One clear similarity between the two conditions is their treatments. Both conditions have two key categories of treatment: psychological therapies and medication, these are also known as transdiagnostic treatments as they can be used for anxiety and depression. Psychological therapies involve talking through your thoughts and feelings with a qualified professional. The most common is cognitive behavioural therapy, which aids in identifying the point at which the individuals’ negative thoughts, behaviours and feelings intersect as well as aiding them in modifying their negative behaviour and feelings. Additionally, antidepressants are used for both conditions. The most common antidepressant is called selective serotonin reuptake inhibitors (SSRIs), which increases the amount of serotonin in the brain in order to aid with their mood issues. The only main difference in terms of these conditions is the fact that hospitalisation or electroconvulsive therapy (ECT) is used for depression with individuals who don’t respond to medication or feel suicidal.

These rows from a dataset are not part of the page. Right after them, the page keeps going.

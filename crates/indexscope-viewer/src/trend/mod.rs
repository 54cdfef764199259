pub mod highlight;
pub mod model;
pub mod state;

pub use highlight::{pump_highlights, ChannelHighlighter};
pub use state::ViewerState;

In regard to clinical practice, the similarities between anxiety and depression have been shown to be effective in terms of aiding the individuals while also being cost effective due to the fact that transdiagnostic treatments allow a wide range of psychiatric conditions to be treated including individuals who may develop both conditions. However, there is a disadvantage to their similarities due to the fact that it might not allow the conditions to be properly investigated as individual issues due to the fact that they withhold many similarities and therefore it could lead to an error being made in someone being diagnosed. In terms of the differences having an impact on clinical practice, I believe that it allows the two conditions to be separated and made their own distinctive condition instead of them being collectively identified, this allows more research onto both of the conditions thus allowing improved methods to be found to aid individuals with anxiety and depression.

References:

  • American Psychiatric Association [APA] (2013). Diagnostic and Statistical Manual of Mental Disorders: DSM-5. Washington, DC: American Psychiatric Association.

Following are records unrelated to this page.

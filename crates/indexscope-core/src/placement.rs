//! Placement of a floating panel next to the pointer, kept inside a bounding rectangle.

use crate::config::OverlayConfig;
use crate::model::{Point, Rect, Size};

pub const POINTER_OFFSET: f32 = 20.0;

/// Which rectangle a placement was computed against.
#[derive(Debug, Clone, Copy, PartialEq, Eq)]
pub enum Anchor {
    Container,
    Viewport,
}

/// Host-side lookups, queried fresh on every show.
pub trait Surface {
    fn container_rect(&self) -> Option<Rect>;
    fn viewport_size(&self) -> Size;
}

#[derive(Debug, Clone, Copy, PartialEq)]
pub struct Placement {
    /// Top-left of the panel relative to `bounds`.
    pub origin: Point,
    pub bounds: Rect,
    pub anchor: Anchor,
}

impl Placement {
    /// Top-left in the pointer's (viewport) coordinate space.
    pub fn absolute_origin(&self) -> Point {
        Point::new(
            self.bounds.left + self.origin.x,
            self.bounds.top + self.origin.y,
        )
    }
}

/// `pointer` is in the same space as `container`; the result is relative to the container.
pub fn place(container: Rect, pointer: Point, panel: Size, margin: f32) -> Point {
    place_with_offset(container, pointer, panel, margin, POINTER_OFFSET)
}

pub fn place_with_offset(
    container: Rect,
    pointer: Point,
    panel: Size,
    margin: f32,
    offset: f32,
) -> Point {
    let rel_x = pointer.x - container.left;
    let rel_y = pointer.y - container.top;

    let mut left = rel_x + offset;
    let top = rel_y + offset;

    // would overflow the right edge: put the panel on the pointer's left instead
    if rel_x + offset + panel.width > container.width - margin {
        left = rel_x - offset - panel.width;
    }

    Point::new(
        clamp_axis(left, margin, container.width - panel.width - margin),
        clamp_axis(top, margin, container.height - panel.height - margin),
    )
}

// lower bound wins when the panel is larger than the space
fn clamp_axis(v: f32, lo: f32, hi: f32) -> f32 {
    v.min(hi).max(lo)
}

/// Resolves the bounding rectangle (container, or viewport as fallback) and places `panel`.
pub fn place_on_surface(
    surface: &dyn Surface,
    pointer: Point,
    panel: Size,
    cfg: &OverlayConfig,
) -> Placement {
    let (bounds, margin, anchor) = match surface.container_rect() {
        Some(rect) => (rect, cfg.container_margin, Anchor::Container),
        None => {
            tracing::warn!("overlay container not found; placing against the viewport");
            (
                Rect::from_size(surface.viewport_size()),
                cfg.viewport_margin,
                Anchor::Viewport,
            )
        }
    };
    Placement {
        origin: place_with_offset(bounds, pointer, panel, margin, cfg.pointer_offset),
        bounds,
        anchor,
    }
}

  • Behar, E., DiMarco, I. D., Hekler, E. B., Mohlman, J., & Staples, A. M. (2009). Current theoretical models of generalized anxiety disorder (GAD): Conceptual review and treatment implications. Journal of anxiety disorders23(8), 1011-1023.
  • Borkovec, T. D., Alcaine, O., and Behar, E. (2004). “Avoidance theory of worry and generalized anxiety disorder,” in Generalized Anxiety Disorder: Advances in Research and Practice, eds R. G. Heimberg, C. L. Turk, and D. S. Mennin (New York, NY: The Guilford Press), 77–108.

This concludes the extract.